To use the expected monetary value criterion, Global Airlines must determine the probability associated with each state of nature — what happens to oil prices. Currently, Global believes the probability that the price of oil decreases 10 percent is 0.05, the probability that oil prices stay the same is 0.35, the probability that oil prices increase 10 percent is 0.45, and the probability that oil prices increase 20 percent is 0.15. Note that adding the probabilities for all possible states of nature equals 1.0 (0.05+0.35+0.45+0.15). Thus, Global has considered all possibilities.
To determine the expected monetary value for each action, you take the following steps:
1. Calculate the expected monetary value for reducing fares.
Let reducing fares represent action aj. For each state of nature, multiply the probability of that state of nature by the payoff associated with that state of nature and action aj, reduce fares. Add the resulting values to determine the expected monetary value.
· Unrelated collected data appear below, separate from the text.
use serde::{Deserialize, Serialize};
use std::cmp::Ordering;
use std::fmt;
use std::str::FromStr;
use uuid::Uuid;

/// Catalog metadata for a single track.
///
/// Created the first time a track id is seen and never changed afterwards.
#[derive(Debug, Clone, PartialEq, Eq, Serialize, Deserialize, sqlx::FromRow)]
pub struct Track {
    pub id: String,
    pub name: String,
    pub duration_ms: i64,
    /// Comma separated genres of the primary artist, or "Unknown"
    pub genre: String,
    pub artist_id: String,
    pub artist_name: String,
    pub artwork_url: String,
}

impl Track {
    pub fn uri(&self) -> String {
        track_uri(&self.id)
    }
}

pub fn track_uri(track_id: &str) -> String {
    format!("spotify:track:{}", track_id)
}

/// Curation state of a track inside one event.
///
/// The levels form a hierarchy: every level carries the rights of the
/// levels below it.
#[derive(Debug, Clone, Copy, PartialEq, Eq, Hash, Serialize, Deserialize)]
#[serde(rename_all = "SCREAMING_SNAKE_CASE")]
pub enum TrackStatus {
    Denied,
    Proposed,
    AcceptedPlaylist,
    Generated,
    Accepted,
}

impl TrackStatus {
    pub const ALL: [TrackStatus; 5] = [
        TrackStatus::Denied,
        TrackStatus::Proposed,
        TrackStatus::AcceptedPlaylist,
        TrackStatus::Generated,
        TrackStatus::Accepted,
    ];

    pub fn rank(self) -> u8 {
        match self {
            TrackStatus::Denied => 0,
            TrackStatus::Proposed => 1,
            TrackStatus::AcceptedPlaylist => 2,
            TrackStatus::Generated => 3,
            TrackStatus::Accepted => 4,
        }
    }

    pub fn as_str(self) -> &'static str {
        match self {
            TrackStatus::Denied => "DENIED",
            TrackStatus::Proposed => "PROPOSED",
            TrackStatus::AcceptedPlaylist => "ACCEPTED_PLAYLIST",
            TrackStatus::Generated => "GENERATED",
            TrackStatus::Accepted => "ACCEPTED",
        }
    }

    /// Status after the generator independently discovers the track again.
    ///
    /// `Denied` is a sticky floor and anything at or above `Generated` is
    /// kept; every other level is raised to `Generated`.
    pub fn merge_generated(self) -> TrackStatus {
        match self {
            TrackStatus::Denied => TrackStatus::Denied,
            s if s >= TrackStatus::Generated => s,
            _ => TrackStatus::Generated,
        }
    }

    /// Whether generation may push the track to the remote playlist.
    pub fn is_publishable(self) -> bool {
        matches!(
            self,
            TrackStatus::Generated | TrackStatus::AcceptedPlaylist | TrackStatus::Accepted
        )
    }

    /// Whether an admin may set this status by hand.
    pub fn is_manual(self) -> bool {
        !matches!(self, TrackStatus::Proposed | TrackStatus::Generated)
    }
}

impl PartialOrd for TrackStatus {
    fn partial_cmp(&self, other: &Self) -> Option<Ordering> {
        Some(self.cmp(other))
    }
}

impl Ord for TrackStatus {
    fn cmp(&self, other: &Self) -> Ordering {
        self.rank().cmp(&other.rank())
    }
}

impl fmt::Display for TrackStatus {
    fn fmt(&self, f: &mut fmt::Formatter<'_>) -> fmt::Result {
        f.write_str(self.as_str())
    }
}

impl FromStr for TrackStatus {
    type Err = String;

    fn from_str(s: &str) -> Result<Self, Self::Err> {
        TrackStatus::ALL
            .into_iter()
            .find(|status| status.as_str().eq_ignore_ascii_case(s.trim()))
            .ok_or_else(|| {
                format!(
                    "Invalid track status: '{}'. Valid: denied, proposed, accepted_playlist, generated, accepted",
                    s
                )
            })
    }
}

/// A track's membership in an event, at most one per (event, track).
#[derive(Debug, Clone, PartialEq, Eq, Serialize, Deserialize)]
pub struct TrackAssociation {
    pub id: String,
    pub event_id: String,
    pub track_id: String,
    pub status: TrackStatus,
}

impl TrackAssociation {
    pub fn new(event_id: &str, track_id: &str, status: TrackStatus) -> Self {
        Self {
            id: Uuid::new_v4().to_string(),
            event_id: event_id.to_string(),
            track_id: track_id.to_string(),
            status,
        }
    }
}

#[derive(Debug, Clone, PartialEq, Eq, Serialize, Deserialize, sqlx::FromRow)]
pub struct Event {
    pub id: String,
    pub name: String,
    /// Unix timestamp (seconds)
    pub date: i64,
    pub locked: bool,
}

#[derive(Debug, Clone, Copy, PartialEq, Eq, Hash, PartialOrd, Ord, Serialize, Deserialize)]
#[serde(rename_all = "lowercase")]
pub enum Role {
    Participant,
    Admin,
    Owner,
}

impl Role {
    pub fn as_str(self) -> &'static str {
        match self {
            Role::Participant => "participant",
            Role::Admin => "admin",
            Role::Owner => "owner",
        }
    }
}

impl fmt::Display for Role {
    fn fmt(&self, f: &mut fmt::Formatter<'_>) -> fmt::Result {
        f.write_str(self.as_str())
    }
}

impl FromStr for Role {
    type Err = String;

    fn from_str(s: &str) -> Result<Self, Self::Err> {
        match s.to_lowercase().as_str() {
            "participant" => Ok(Role::Participant),
            "admin" => Ok(Role::Admin),
            "owner" => Ok(Role::Owner),
            _ => Err(format!(
                "Invalid role: '{}'. Valid: participant, admin, owner",
                s
            )),
        }
    }
}

/// A user's participation in an event.
#[derive(Debug, Clone, PartialEq, Eq, Serialize, Deserialize)]
pub struct Member {
    /// Catalog user id
    pub user_id: String,
    pub event_id: String,
    pub role: Role,
    #[serde(skip_serializing)]
    pub refresh_token: Option<String>,
}

/// A generated remote playlist.
#[derive(Debug, Clone, PartialEq, Eq, Serialize, Deserialize)]
pub struct Playlist {
    /// Remote playlist id
    pub id: String,
    pub event_id: String,
    pub accepted: bool,
    pub created_at: i64,
}

/// Short-lived bearer credential for the catalog.
#[derive(Clone, PartialEq, Eq, Serialize, Deserialize)]
#[serde(transparent)]
pub struct AccessToken(String);

impl AccessToken {
    pub fn new(token: impl Into<String>) -> Self {
        Self(token.into())
    }

    pub fn secret(&self) -> &str {
        &self.0
    }
}

impl fmt::Debug for AccessToken {
    fn fmt(&self, f: &mut fmt::Formatter<'_>) -> fmt::Result {
        f.write_str("AccessToken(***)")
    }
}

/// Refreshed credentials of every member, owner first.
///
/// A member whose refresh failed keeps a `None` slot so the per-member
/// budget still counts them.
#[derive(Debug, Clone)]
pub struct MemberCredentials {
    owner: AccessToken,
    others: Vec<Option<AccessToken>>,
}

impl MemberCredentials {
    pub fn new(owner: AccessToken, others: Vec<Option<AccessToken>>) -> Self {
        Self { owner, others }
    }

    /// Token for lookups that don't depend on who is asking.
    pub fn authoritative(&self) -> &AccessToken {
        &self.owner
    }

    /// All slots in order, owner at index 0.
    pub fn slots(&self) -> impl Iterator<Item = Option<&AccessToken>> {
        std::iter::once(Some(&self.owner)).chain(self.others.iter().map(Option::as_ref))
    }

    pub fn valid(&self) -> impl Iterator<Item = &AccessToken> {
        self.slots().flatten()
    }

    pub fn member_count(&self) -> usize {
        1 + self.others.len()
    }

    pub fn valid_count(&self) -> usize {
        self.valid().count()
    }
}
2. Calculate the expected monetary value for keeping the same fares.
Let the same fares represent action aj. For each state of nature, multiply the probability of that state of nature by the payoff associated with that state of nature and action aj, same fares. Add the resulting values to determine the expected monetary value.
3. Calculate the expected monetary value for raising fares.
Let raising fares represent action aj. For each state of nature, multiply the probability of that state of nature by the payoff associated with that state of nature and action aj, raise fares. Add the resulting values to determine the expected monetary value.